#### Work to be completed:
The answer should be each line of the records that contains the word "IeIntegrityProtectionMaximumDataRate"; please copy them all.
[Opening Dataset content section]
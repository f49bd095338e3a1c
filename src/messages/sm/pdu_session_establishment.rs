//! PDU Session Establishment Messages (3GPP TS 24.501 Sections 8.3.1-8.3.3)
//!
//! Request / Accept / Reject for establishing a PDU session. The accept
//! carries the authorized QoS rules and session AMBR; the reject carries a
//! 5GSM cause and optionally a back-off timer.

use bytes::{Buf, BufMut};

use crate::codec::{
    decode_nibble_pair, encode_nibble_pair, get_u8, skip_unknown_ie, CodecResult, DecodePolicy,
};
use crate::enums::SmMessageType;
use crate::ies::ie1::{
    IePduSessionType, IeSscMode, InformationElement1, PduSessionType, SscMode,
};
use crate::ies::ie3::{Ie5gSmCause, IeIntegrityProtectionMaximumDataRate, SmCause};
use crate::ies::ie4::{Ie5gSmCapability, IeDnn, IePduAddress, IeSNssai, IeSessionAmbr};
use crate::ies::pco::IeExtendedPco;
use crate::ies::qos::{IeQosFlowDescriptions, IeQosRules};

/// IEI values for PDU Session Establishment Request optional IEs
mod establishment_request_iei {
    /// PDU session type (Type 1, IEI in the high nibble)
    pub const PDU_SESSION_TYPE_HIGH_NIBBLE: u8 = 0x9;
    /// SSC mode (Type 1, IEI in the high nibble)
    pub const SSC_MODE_HIGH_NIBBLE: u8 = 0xA;
    /// 5GSM capability (TLV)
    pub const SM_CAPABILITY: u8 = 0x28;
    /// Extended protocol configuration options (TLV-E)
    pub const EXTENDED_PCO: u8 = 0x7B;
}

/// IEI values for PDU Session Establishment Accept optional IEs
mod establishment_accept_iei {
    /// 5GSM cause (TV)
    pub const SM_CAUSE: u8 = 0x59;
    /// PDU address (TLV)
    pub const PDU_ADDRESS: u8 = 0x29;
    /// S-NSSAI (TLV)
    pub const S_NSSAI: u8 = 0x22;
    /// Authorized QoS flow descriptions (TLV-E)
    pub const QOS_FLOW_DESCRIPTIONS: u8 = 0x79;
    /// Extended protocol configuration options (TLV-E)
    pub const EXTENDED_PCO: u8 = 0x7B;
    /// DNN (TLV)
    pub const DNN: u8 = 0x25;
}

/// IEI values for PDU Session Establishment Reject optional IEs
mod establishment_reject_iei {
    /// Back-off timer value (TLV)
    pub const BACK_OFF_TIMER_VALUE: u8 = 0x37;
    /// Extended protocol configuration options (TLV-E)
    pub const EXTENDED_PCO: u8 = 0x7B;
}

// ============================================================================
// PDU Session Establishment Request (3GPP TS 24.501 Section 8.3.1)
// ============================================================================

/// PDU Session Establishment Request message (UE to network)
#[derive(Debug, Clone, PartialEq, Eq, Default)]
pub struct PduSessionEstablishmentRequest {
    /// Integrity protection maximum data rate (mandatory, two octets)
    pub integrity_protection_max_data_rate: IeIntegrityProtectionMaximumDataRate,
    /// PDU session type (optional, Type 1, IEI 0x9)
    pub pdu_session_type: Option<PduSessionType>,
    /// SSC mode (optional, Type 1, IEI 0xA)
    pub ssc_mode: Option<SscMode>,
    /// 5GSM capability (optional, IEI 0x28)
    pub sm_capability: Option<Ie5gSmCapability>,
    /// Extended PCO (optional, IEI 0x7B)
    pub extended_pco: Option<IeExtendedPco>,
}

impl PduSessionEstablishmentRequest {
    /// Create a new PDU Session Establishment Request
    pub fn new(integrity_protection_max_data_rate: IeIntegrityProtectionMaximumDataRate) -> Self {
        Self {
            integrity_protection_max_data_rate,
            ..Default::default()
        }
    }

    /// Decode from bytes (after the header has been parsed)
    pub fn decode<B: Buf>(buf: &mut B, policy: DecodePolicy) -> CodecResult<Self> {
        let integrity_protection_max_data_rate =
            IeIntegrityProtectionMaximumDataRate::decode(buf)?;

        let mut msg = Self::new(integrity_protection_max_data_rate);

        while buf.remaining() > 0 {
            let iei = get_u8(buf)?;

            if iei & 0x80 != 0 {
                match (iei >> 4) & 0x0F {
                    establishment_request_iei::PDU_SESSION_TYPE_HIGH_NIBBLE => {
                        msg.pdu_session_type =
                            Some(IePduSessionType::decode(iei & 0x0F)?.pdu_session_type);
                    }
                    establishment_request_iei::SSC_MODE_HIGH_NIBBLE => {
                        msg.ssc_mode = Some(IeSscMode::decode(iei & 0x0F)?.ssc_mode);
                    }
                    _ => skip_unknown_ie(
                        buf,
                        SmMessageType::PduSessionEstablishmentRequest.into(),
                        iei,
                        policy,
                    )?,
                }
                continue;
            }

            match iei {
                establishment_request_iei::SM_CAPABILITY => {
                    msg.sm_capability = Some(Ie5gSmCapability::decode(buf)?);
                }
                establishment_request_iei::EXTENDED_PCO => {
                    msg.extended_pco = Some(IeExtendedPco::decode(buf)?);
                }
                _ => skip_unknown_ie(
                    buf,
                    SmMessageType::PduSessionEstablishmentRequest.into(),
                    iei,
                    policy,
                )?,
            }
        }

        Ok(msg)
    }

    /// Encode to bytes (body only, header written by the caller)
    pub fn encode<B: BufMut>(&self, buf: &mut B) -> CodecResult<()> {
        self.integrity_protection_max_data_rate.encode(buf);

        if let Some(pdu_type) = self.pdu_session_type {
            let val: u8 = pdu_type.into();
            buf.put_u8(
                (establishment_request_iei::PDU_SESSION_TYPE_HIGH_NIBBLE << 4) | (val & 0x07),
            );
        }
        if let Some(ssc) = self.ssc_mode {
            let val: u8 = ssc.into();
            buf.put_u8((establishment_request_iei::SSC_MODE_HIGH_NIBBLE << 4) | (val & 0x07));
        }
        if let Some(cap) = &self.sm_capability {
            buf.put_u8(establishment_request_iei::SM_CAPABILITY);
            cap.encode(buf);
        }
        if let Some(pco) = &self.extended_pco {
            buf.put_u8(establishment_request_iei::EXTENDED_PCO);
            pco.encode(buf)?;
        }
        Ok(())
    }

    /// Get the message type
    pub fn message_type() -> SmMessageType {
        SmMessageType::PduSessionEstablishmentRequest
    }
}

// ============================================================================
// PDU Session Establishment Accept (3GPP TS 24.501 Section 8.3.2)
// ============================================================================

/// PDU Session Establishment Accept message (network to UE)
#[derive(Debug, Clone, PartialEq, Eq, Default)]
pub struct PduSessionEstablishmentAccept {
    /// Selected SSC mode (mandatory, high nibble of octet 1)
    pub selected_ssc_mode: SscMode,
    /// Selected PDU session type (mandatory, low nibble of octet 1)
    pub selected_pdu_session_type: PduSessionType,
    /// Authorized QoS rules (mandatory, LV-E)
    pub authorized_qos_rules: IeQosRules,
    /// Session AMBR (mandatory, LV)
    pub session_ambr: IeSessionAmbr,
    /// 5GSM cause (optional, IEI 0x59)
    pub sm_cause: Option<SmCause>,
    /// PDU address (optional, IEI 0x29)
    pub pdu_address: Option<IePduAddress>,
    /// S-NSSAI (optional, IEI 0x22)
    pub s_nssai: Option<IeSNssai>,
    /// Authorized QoS flow descriptions (optional, IEI 0x79)
    pub qos_flow_descriptions: Option<IeQosFlowDescriptions>,
    /// Extended PCO (optional, IEI 0x7B)
    pub extended_pco: Option<IeExtendedPco>,
    /// DNN (optional, IEI 0x25)
    pub dnn: Option<IeDnn>,
}

impl PduSessionEstablishmentAccept {
    /// Create a new PDU Session Establishment Accept
    pub fn new(
        selected_ssc_mode: SscMode,
        selected_pdu_session_type: PduSessionType,
        authorized_qos_rules: IeQosRules,
        session_ambr: IeSessionAmbr,
    ) -> Self {
        Self {
            selected_ssc_mode,
            selected_pdu_session_type,
            authorized_qos_rules,
            session_ambr,
            ..Default::default()
        }
    }

    /// Decode from bytes (after the header has been parsed)
    pub fn decode<B: Buf>(buf: &mut B, policy: DecodePolicy) -> CodecResult<Self> {
        let (ssc_bits, type_bits) = decode_nibble_pair(buf)?;
        let selected_pdu_session_type = IePduSessionType::decode(type_bits)?.pdu_session_type;
        let selected_ssc_mode = IeSscMode::decode(ssc_bits)?.ssc_mode;
        let authorized_qos_rules = IeQosRules::decode(buf)?;
        let session_ambr = IeSessionAmbr::decode(buf)?;

        let mut msg = Self::new(
            selected_ssc_mode,
            selected_pdu_session_type,
            authorized_qos_rules,
            session_ambr,
        );

        while buf.remaining() > 0 {
            let iei = get_u8(buf)?;

            if iei & 0x80 != 0 {
                skip_unknown_ie(
                    buf,
                    SmMessageType::PduSessionEstablishmentAccept.into(),
                    iei,
                    policy,
                )?;
                continue;
            }

            match iei {
                establishment_accept_iei::SM_CAUSE => {
                    msg.sm_cause = Some(Ie5gSmCause::decode(buf)?.value);
                }
                establishment_accept_iei::PDU_ADDRESS => {
                    msg.pdu_address = Some(IePduAddress::decode(buf)?);
                }
                establishment_accept_iei::S_NSSAI => {
                    msg.s_nssai = Some(IeSNssai::decode(buf)?);
                }
                establishment_accept_iei::QOS_FLOW_DESCRIPTIONS => {
                    msg.qos_flow_descriptions = Some(IeQosFlowDescriptions::decode(buf)?);
                }
                establishment_accept_iei::EXTENDED_PCO => {
                    msg.extended_pco = Some(IeExtendedPco::decode(buf)?);
                }
                establishment_accept_iei::DNN => {
                    msg.dnn = Some(IeDnn::decode(buf)?);
                }
                _ => skip_unknown_ie(
                    buf,
                    SmMessageType::PduSessionEstablishmentAccept.into(),
                    iei,
                    policy,
                )?,
            }
        }

        Ok(msg)
    }

    /// Encode to bytes (body only, header written by the caller)
    pub fn encode<B: BufMut>(&self, buf: &mut B) -> CodecResult<()> {
        let ssc_val: u8 = self.selected_ssc_mode.into();
        let type_val: u8 = self.selected_pdu_session_type.into();
        encode_nibble_pair(ssc_val, type_val, buf);
        self.authorized_qos_rules.encode(buf)?;
        self.session_ambr.encode(buf);

        if let Some(cause) = self.sm_cause {
            buf.put_u8(establishment_accept_iei::SM_CAUSE);
            Ie5gSmCause::new(cause).encode(buf);
        }
        if let Some(addr) = &self.pdu_address {
            buf.put_u8(establishment_accept_iei::PDU_ADDRESS);
            addr.encode(buf);
        }
        if let Some(nssai) = &self.s_nssai {
            buf.put_u8(establishment_accept_iei::S_NSSAI);
            nssai.encode(buf);
        }
        if let Some(flows) = &self.qos_flow_descriptions {
            buf.put_u8(establishment_accept_iei::QOS_FLOW_DESCRIPTIONS);
            flows.encode(buf)?;
        }
        if let Some(pco) = &self.extended_pco {
            buf.put_u8(establishment_accept_iei::EXTENDED_PCO);
            pco.encode(buf)?;
        }
        if let Some(dnn) = &self.dnn {
            buf.put_u8(establishment_accept_iei::DNN);
            dnn.encode(buf);
        }
        Ok(())
    }

    /// Get the message type
    pub fn message_type() -> SmMessageType {
        SmMessageType::PduSessionEstablishmentAccept
    }
}

// ============================================================================
// PDU Session Establishment Reject (3GPP TS 24.501 Section 8.3.3)
// ============================================================================

/// PDU Session Establishment Reject message (network to UE)
#[derive(Debug, Clone, PartialEq, Eq, Default)]
pub struct PduSessionEstablishmentReject {
    /// 5GSM cause (mandatory)
    pub sm_cause: Ie5gSmCause,
    /// Back-off timer value (optional, IEI 0x37)
    pub back_off_timer: Option<crate::ies::ie4::IeGprsTimer3>,
    /// Extended PCO (optional, IEI 0x7B)
    pub extended_pco: Option<IeExtendedPco>,
}

impl PduSessionEstablishmentReject {
    /// Create a new PDU Session Establishment Reject
    pub fn new(cause: SmCause) -> Self {
        Self {
            sm_cause: Ie5gSmCause::new(cause),
            ..Default::default()
        }
    }

    /// Decode from bytes (after the header has been parsed)
    pub fn decode<B: Buf>(buf: &mut B, policy: DecodePolicy) -> CodecResult<Self> {
        let sm_cause = Ie5gSmCause::decode(buf)?;
        let mut msg = Self {
            sm_cause,
            ..Default::default()
        };

        while buf.remaining() > 0 {
            let iei = get_u8(buf)?;

            if iei & 0x80 != 0 {
                skip_unknown_ie(
                    buf,
                    SmMessageType::PduSessionEstablishmentReject.into(),
                    iei,
                    policy,
                )?;
                continue;
            }

            match iei {
                establishment_reject_iei::BACK_OFF_TIMER_VALUE => {
                    msg.back_off_timer = Some(crate::ies::ie4::IeGprsTimer3::decode(buf)?);
                }
                establishment_reject_iei::EXTENDED_PCO => {
                    msg.extended_pco = Some(IeExtendedPco::decode(buf)?);
                }
                _ => skip_unknown_ie(
                    buf,
                    SmMessageType::PduSessionEstablishmentReject.into(),
                    iei,
                    policy,
                )?,
            }
        }

        Ok(msg)
    }

    /// Encode to bytes (body only, header written by the caller)
    pub fn encode<B: BufMut>(&self, buf: &mut B) -> CodecResult<()> {
        self.sm_cause.encode(buf);

        if let Some(timer) = &self.back_off_timer {
            buf.put_u8(establishment_reject_iei::BACK_OFF_TIMER_VALUE);
            timer.encode(buf);
        }
        if let Some(pco) = &self.extended_pco {
            buf.put_u8(establishment_reject_iei::EXTENDED_PCO);
            pco.encode(buf)?;
        }
        Ok(())
    }

    /// Get the message type
    pub fn message_type() -> SmMessageType {
        SmMessageType::PduSessionEstablishmentReject
    }
}

// ============================================================================
// Tests
// ============================================================================
//! 5GS Session Management (5GSM) messages
//!
//! Message bodies for the session management family (EPD 0x2E). The plain
//! SM header additionally carries the PDU session identity and the
//! procedure transaction identity; both live in the dispatcher's header
//! type, not in the bodies here.

pub mod pdu_session_establishment;
pub mod pdu_session_modification;
pub mod pdu_session_release;
pub mod status;

pub use pdu_session_establishment::{
    PduSessionEstablishmentAccept, PduSessionEstablishmentReject, PduSessionEstablishmentRequest,
};
pub use pdu_session_modification::{
    PduSessionModificationCommand, PduSessionModificationCommandReject,
    PduSessionModificationComplete, PduSessionModificationReject, PduSessionModificationRequest,
};
pub use pdu_session_release::{
    PduSessionReleaseCommand, PduSessionReleaseComplete, PduSessionReleaseReject,
    PduSessionReleaseRequest,
};
pub use status::FiveGSmStatus;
[Closing Dataset content section]
#### Reply:
use crate::ies::ie3::{Ie5gSmCause, IeIntegrityProtectionMaximumDataRate, SmCause};
    pub integrity_protection_max_data_rate: IeIntegrityProtectionMaximumDataRate,
    pub fn new(integrity_protection_max_data_rate: IeIntegrityProtectionMaximumDataRate) -> Self {
            IeIntegrityProtectionMaximumDataRate::decode(buf)?;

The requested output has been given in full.